**ACTION ITEM:**
Search the data for the string "TableSchema" and copy each line in which it appears.

[Stored items]
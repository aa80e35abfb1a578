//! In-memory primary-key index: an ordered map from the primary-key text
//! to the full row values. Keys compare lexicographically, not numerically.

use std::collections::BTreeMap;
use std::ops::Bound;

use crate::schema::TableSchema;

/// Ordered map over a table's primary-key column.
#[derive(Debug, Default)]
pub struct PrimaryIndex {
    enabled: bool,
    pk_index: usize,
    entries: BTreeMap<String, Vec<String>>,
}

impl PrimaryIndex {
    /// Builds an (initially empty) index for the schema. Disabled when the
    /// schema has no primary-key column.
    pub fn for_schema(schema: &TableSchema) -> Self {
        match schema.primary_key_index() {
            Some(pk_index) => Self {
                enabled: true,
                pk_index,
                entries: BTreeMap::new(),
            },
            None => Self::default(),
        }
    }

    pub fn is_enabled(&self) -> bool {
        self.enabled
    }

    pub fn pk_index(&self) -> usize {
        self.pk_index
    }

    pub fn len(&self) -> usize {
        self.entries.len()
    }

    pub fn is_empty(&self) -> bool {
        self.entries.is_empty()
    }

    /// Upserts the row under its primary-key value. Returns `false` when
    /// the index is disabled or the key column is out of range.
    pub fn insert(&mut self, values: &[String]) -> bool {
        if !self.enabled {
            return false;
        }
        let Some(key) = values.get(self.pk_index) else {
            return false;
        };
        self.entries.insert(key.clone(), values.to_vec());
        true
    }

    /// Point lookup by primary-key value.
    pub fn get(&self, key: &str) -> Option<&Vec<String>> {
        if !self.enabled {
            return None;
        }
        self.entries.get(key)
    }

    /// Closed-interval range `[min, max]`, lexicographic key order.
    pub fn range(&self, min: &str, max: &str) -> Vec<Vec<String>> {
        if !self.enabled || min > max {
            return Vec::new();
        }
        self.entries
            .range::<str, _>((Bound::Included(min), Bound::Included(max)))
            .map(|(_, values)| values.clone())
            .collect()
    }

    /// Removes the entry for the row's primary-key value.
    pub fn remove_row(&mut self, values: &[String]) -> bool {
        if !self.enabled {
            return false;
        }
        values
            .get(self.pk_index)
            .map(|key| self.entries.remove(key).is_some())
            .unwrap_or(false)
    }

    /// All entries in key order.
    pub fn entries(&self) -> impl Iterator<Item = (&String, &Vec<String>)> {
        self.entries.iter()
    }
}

**COMPLETED EXERCISE:**
use crate::schema::TableSchema;
    pub fn for_schema(schema: &TableSchema) -> Self {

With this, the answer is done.